Thursday, 7 April 2016

Starting To Read 'The Well-Beloved' by Thomas Hardy


Just started reading 'The Well-Beloved' by Thomas Hardy, and I'm about 30 pages in and really enjoying it.

Hardy's opening description of the 'Isle of Slingers' may not reach the incredible heights of his opening description of Egdon Heath in 'The Return of the Native', but it has definitely aroused my curiosity about the Isle of Portland peninsula near Weymouth in old county Dorset (Wessex).  Really feel that I must visit this place when I finally get round to going down to Dorset to visit all the Hardy places (Dorchester; Higher Bockhampton; Stinsford; Sherborne; Shaftesbury/Shaston; Marnhull; Melbury Bubb etc.).

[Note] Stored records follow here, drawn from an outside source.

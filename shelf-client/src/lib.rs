//! shelf-client library
//!
//! Client-side data layer for the Shelf dashboard:
//! - Remote API transport and cached service adapters with fallback data
//! - In-memory TTL cache
//! - List-processing offload worker
//! - Fixed-size list virtualization

pub mod api;
pub mod cache;
pub mod error;
pub mod services;
pub mod window;
pub mod worker;

pub use api::{HttpTransport, Transport};
pub use cache::TtlCache;
pub use error::{ApiError, WorkerError};
pub use services::{AiService, BookService, Fetched, Origin};
pub use window::{visible_range, VirtualList, VisibleRange, WindowParams};
pub use worker::WorkerHandle;
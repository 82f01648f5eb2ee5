//! shelf-dash - Book recommendation dashboard backend
//!
//! Startup order: config, logging, data folder, saved preferences, remote API
//! client, list worker, HTTP server. On Ctrl+C or SIGTERM the server drains
//! and unsaved preferences are flushed before exit.

use std::net::SocketAddr;
use std::path::PathBuf;
use std::sync::{Arc, Mutex};
use std::time::Duration;

use anyhow::{Context, Result};
use clap::Parser;
use shelf_client::{AiService, BookService, HttpTransport, Transport, WorkerHandle};
use shelf_common::config::{resolve_data_folder, TomlConfig};
use shelf_common::time::millis_to_duration;
use shelf_common::DashboardState;
use shelf_dash::persist::{load_prefs, prefs_path, PrefsPersister};
use shelf_dash::{build_router, AppState};
use tokio::signal;
use tracing::{info, warn};
use tracing_subscriber::EnvFilter;

/// Command-line arguments for shelf-dash
#[derive(Parser, Debug)]
#[command(name = "shelf-dash")]
#[command(about = "Book recommendation dashboard backend")]
#[command(version)]
struct Args {
    /// Port to listen on
    #[arg(short, long, env = "SHELF_PORT")]
    port: Option<u16>,

    /// Base URL of the remote recommendation API
    #[arg(long, env = "SHELF_API_BASE_URL")]
    api_base_url: Option<String>,

    /// Folder holding saved preferences
    #[arg(short, long, env = "SHELF_DATA_FOLDER")]
    data_folder: Option<PathBuf>,

    /// Explicit TOML config file
    #[arg(short, long)]
    config: Option<PathBuf>,
}

#[tokio::main]
async fn main() -> Result<()> {
    let args = Args::parse();
    let (config, config_warning) = TomlConfig::load(args.config.as_deref());

    init_tracing(&config)?;
    if let Some(warning) = config_warning {
        warn!("{}", warning);
    }

    info!(
        "Starting Shelf Dashboard (shelf-dash) v{} [{}] built {} ({})",
        env!("CARGO_PKG_VERSION"),
        env!("GIT_HASH"),
        env!("BUILD_TIMESTAMP"),
        env!("BUILD_PROFILE")
    );

    let data_folder = resolve_data_folder(args.data_folder.as_deref(), &config);
    std::fs::create_dir_all(&data_folder)
        .with_context(|| format!("Failed to create data folder {}", data_folder.display()))?;
    info!("Data folder: {}", data_folder.display());

    let prefs_file = prefs_path(&data_folder);
    let prefs = load_prefs(&prefs_file);
    let persister = PrefsPersister::spawn(prefs_file, prefs, millis_to_duration(config.prefs_debounce_ms));

    let api_base_url = args.api_base_url.unwrap_or_else(|| config.api_base_url.clone());
    let transport: Arc<dyn Transport> = Arc::new(
        HttpTransport::new(&api_base_url, Duration::from_secs(config.request_timeout_secs))
            .context("Failed to build HTTP client")?,
    );
    info!("Remote API: {}", api_base_url);

    let ttl = Duration::from_secs(config.cache_ttl_secs);
    let books = BookService::with_ttl(Arc::clone(&transport), ttl);
    let ai = AiService::with_ttl(transport, ttl);

    let worker = WorkerHandle::spawn()
        .context("Failed to start list worker")?
        .with_default_timeout(millis_to_duration(config.worker_timeout_ms));

    let state = AppState::new(books, ai, worker, DashboardState::from_prefs(prefs), persister.handle());
    let app = build_router(state);

    let port = args.port.unwrap_or(config.port);
    let addr = SocketAddr::from(([127, 0, 0, 1], port));
    let listener = tokio::net::TcpListener::bind(addr)
        .await
        .with_context(|| format!("Failed to bind to {}", addr))?;
    info!("shelf-dash listening on http://{}", addr);
    info!("Health check: http://{}/health", addr);

    axum::serve(listener, app)
        .with_graceful_shutdown(shutdown_signal())
        .await
        .context("Server error")?;

    persister.shutdown().await;
    info!("Shutdown complete");
    Ok(())
}

/// Log to stderr, or to `logging.file` when configured
///
/// `RUST_LOG` overrides `logging.level`.
fn init_tracing(config: &TomlConfig) -> Result<()> {
    let filter = EnvFilter::try_from_default_env()
        .or_else(|_| EnvFilter::try_new(&config.logging.level))
        .unwrap_or_else(|_| EnvFilter::new("info"));

    match &config.logging.file {
        Some(path) => {
            let file = std::fs::OpenOptions::new()
                .create(true)
                .append(true)
                .open(path)
                .with_context(|| format!("Failed to open log file {}", path.display()))?;
            tracing_subscriber::fmt()
                .with_env_filter(filter)
                .with_ansi(false)
                .with_writer(Mutex::new(file))
                .init();
        }
        None => {
            tracing_subscriber::fmt()
                .with_env_filter(filter)
                .with_writer(std::io::stderr)
                .init();
        }
    }
    Ok(())
}

/// Graceful shutdown signal handler
async fn shutdown_signal() {
    let ctrl_c = async {
        if let Err(e) = signal::ctrl_c().await {
            tracing::error!("Failed to listen for Ctrl+C: {}", e);
            std::future::pending::<()>().await;
        }
    };

    #[cfg(unix)]
    let terminate = async {
        match signal::unix::signal(signal::unix::SignalKind::terminate()) {
            Ok(mut sigterm) => {
                sigterm.recv().await;
            }
            Err(e) => {
                tracing::error!("Failed to install SIGTERM handler: {}", e);
                std::future::pending::<()>().await;
            }
        }
    };

    #[cfg(not(unix))]
    let terminate = std::future::pending::<()>();

    tokio::select! {
        _ = ctrl_c => {
            info!("Received Ctrl+C, shutting down");
        },
        _ = terminate => {
            info!("Received terminate signal, shutting down");
        },
    }
}
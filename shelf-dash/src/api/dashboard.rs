//! Dashboard state endpoints

use axum::{extract::State, Json};
use shelf_common::{DashboardAction, DashboardState};
use tracing::debug;

use crate::AppState;

/// GET /api/dashboard
pub async fn get_dashboard(State(state): State<AppState>) -> Json<DashboardState> {
    Json(state.dashboard.read().await.clone())
}

/// POST /api/dashboard/actions
///
/// Applies one action and returns the new state. Preference changes are
/// handed to the debounced writer, not saved inline.
pub async fn apply_action(
    State(state): State<AppState>,
    Json(action): Json<DashboardAction>,
) -> Json<DashboardState> {
    let touches_prefs = action.touches_prefs();

    let mut dashboard = state.dashboard.write().await;
    let next = dashboard.clone().reduce(action);
    *dashboard = next.clone();

    // Publish under the write guard so the persisted order matches the state order
    if touches_prefs {
        debug!("Dashboard preferences changed");
        state.prefs.publish(next.prefs());
    }
    drop(dashboard);

    Json(next)
}
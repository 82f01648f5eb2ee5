//! Cached service adapters over the remote API
//!
//! Each service owns one [`TtlCache`] and is handed to its consumers
//! explicitly; there are no process-wide singletons. Every failure (network,
//! status, malformed body) is logged and answered with fallback data. Fallback
//! answers are never cached, so the next call tries the network again.

mod ai;
mod books;

pub use ai::AiService;
pub use books::{BookQuery, BookService};

use crate::api::Transport;
use crate::cache::{cache_key, TtlCache};
use crate::error::ApiError;
use serde::{Serialize, Serializer};
use serde_json::Value;
use std::sync::Arc;
use std::time::Duration;
use tracing::{debug, warn};

/// Where a value came from
#[derive(Debug, Clone, Copy, PartialEq, Eq, Serialize)]
#[serde(rename_all = "lowercase")]
pub enum Origin {
    /// Fresh network response
    Live,
    /// Served from the TTL cache
    Cached,
    /// Static substitute after a failure
    Fallback,
}

/// A value plus its [`Origin`]
#[derive(Debug, Clone, PartialEq)]
pub struct Fetched<T> {
    pub value: T,
    pub origin: Origin,
}

impl<T> Fetched<T> {
    pub fn new(value: T, origin: Origin) -> Self {
        Self { value, origin }
    }

    pub fn is_fallback(&self) -> bool {
        self.origin == Origin::Fallback
    }

    pub fn map<U>(self, f: impl FnOnce(T) -> U) -> Fetched<U> {
        Fetched {
            value: f(self.value),
            origin: self.origin,
        }
    }
}

impl<T: Serialize> Serialize for Fetched<T> {
    fn serialize<S: Serializer>(&self, serializer: S) -> Result<S::Ok, S::Error> {
        use serde::ser::SerializeStruct;
        let mut state = serializer.serialize_struct("Fetched", 2)?;
        state.serialize_field("data", &self.value)?;
        state.serialize_field("origin", &self.origin)?;
        state.end()
    }
}

/// Transport plus response cache shared by one service
struct CachedApi {
    transport: Arc<dyn Transport>,
    cache: TtlCache<Value>,
}

impl CachedApi {
    fn new(transport: Arc<dyn Transport>, ttl: Duration) -> Self {
        Self {
            transport,
            cache: TtlCache::new(ttl),
        }
    }

    /// Cached GET; the body is stored only if `parse` accepts it
    async fn get<T>(
        &self,
        endpoint: &str,
        path: &str,
        query: Vec<(String, String)>,
        parse: impl Fn(Value) -> Result<T, ApiError>,
    ) -> Result<Fetched<T>, ApiError> {
        let key = cache_key(endpoint, &query);
        if let Some(hit) = self.cached(&key, &parse) {
            return Ok(hit);
        }

        let body = self.transport.get_json(path, &query).await?;
        self.store(key, body, parse)
    }

    /// Cached POST keyed by the request body
    async fn post<T>(
        &self,
        endpoint: &str,
        path: &str,
        body: Value,
        parse: impl Fn(Value) -> Result<T, ApiError>,
    ) -> Result<Fetched<T>, ApiError> {
        let key = cache_key(endpoint, &body);
        if let Some(hit) = self.cached(&key, &parse) {
            return Ok(hit);
        }

        let response = self.transport.post_json(path, &body).await?;
        self.store(key, response, parse)
    }

    fn cached<T>(&self, key: &str, parse: &impl Fn(Value) -> Result<T, ApiError>) -> Option<Fetched<T>> {
        let body = self.cache.get(key)?;
        match parse(body) {
            Ok(value) => {
                debug!(key = %key, "Cache hit");
                Some(Fetched::new(value, Origin::Cached))
            }
            Err(_) => None,
        }
    }

    fn store<T>(
        &self,
        key: String,
        body: Value,
        parse: impl Fn(Value) -> Result<T, ApiError>,
    ) -> Result<Fetched<T>, ApiError> {
        let value = parse(body.clone())?;
        self.cache.insert(key, body);
        Ok(Fetched::new(value, Origin::Live))
    }

    fn clear(&self) {
        self.cache.clear();
    }
}

/// Log a failed call and produce the fallback
fn fall_back<T>(endpoint: &str, error: &ApiError, fallback: impl FnOnce() -> T) -> Fetched<T> {
    warn!(endpoint = %endpoint, error = %error, "Remote API unavailable, using fallback data");
    Fetched::new(fallback(), Origin::Fallback)
}

/// Decode a body into `T`
fn parse_as<T: serde::de::DeserializeOwned>(body: Value) -> Result<T, ApiError> {
    Ok(serde_json::from_value(body)?)
}

/// Accept either a bare array or an object wrapping the array under `key`
fn unwrap_list(body: Value, key: &str) -> Result<Vec<Value>, ApiError> {
    match body {
        Value::Array(items) => Ok(items),
        Value::Object(mut fields) => match fields.remove(key) {
            Some(Value::Array(items)) => Ok(items),
            _ => Err(ApiError::Parse(format!("expected '{}' array", key))),
        },
        _ => Err(ApiError::Parse("expected a JSON array".to_string())),
    }
}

Of course, through Hardy's focus on the main male character, Jocelyn Pierston, I'm picking up on the author's central themes of men often idealising women, not sensing what they really are; and, correspondingly, the distinction between art (creating immortalised/idealised abstract forms) and reality (the particular real form, the ageing process that every human is sadly subject to).  Will be interesting to see how these themes are borne out throughout the rest of 'The Well-Beloved'.

Glad that 'The Well-Beloved' is a short novel, as I have next to no time to do such reading these days.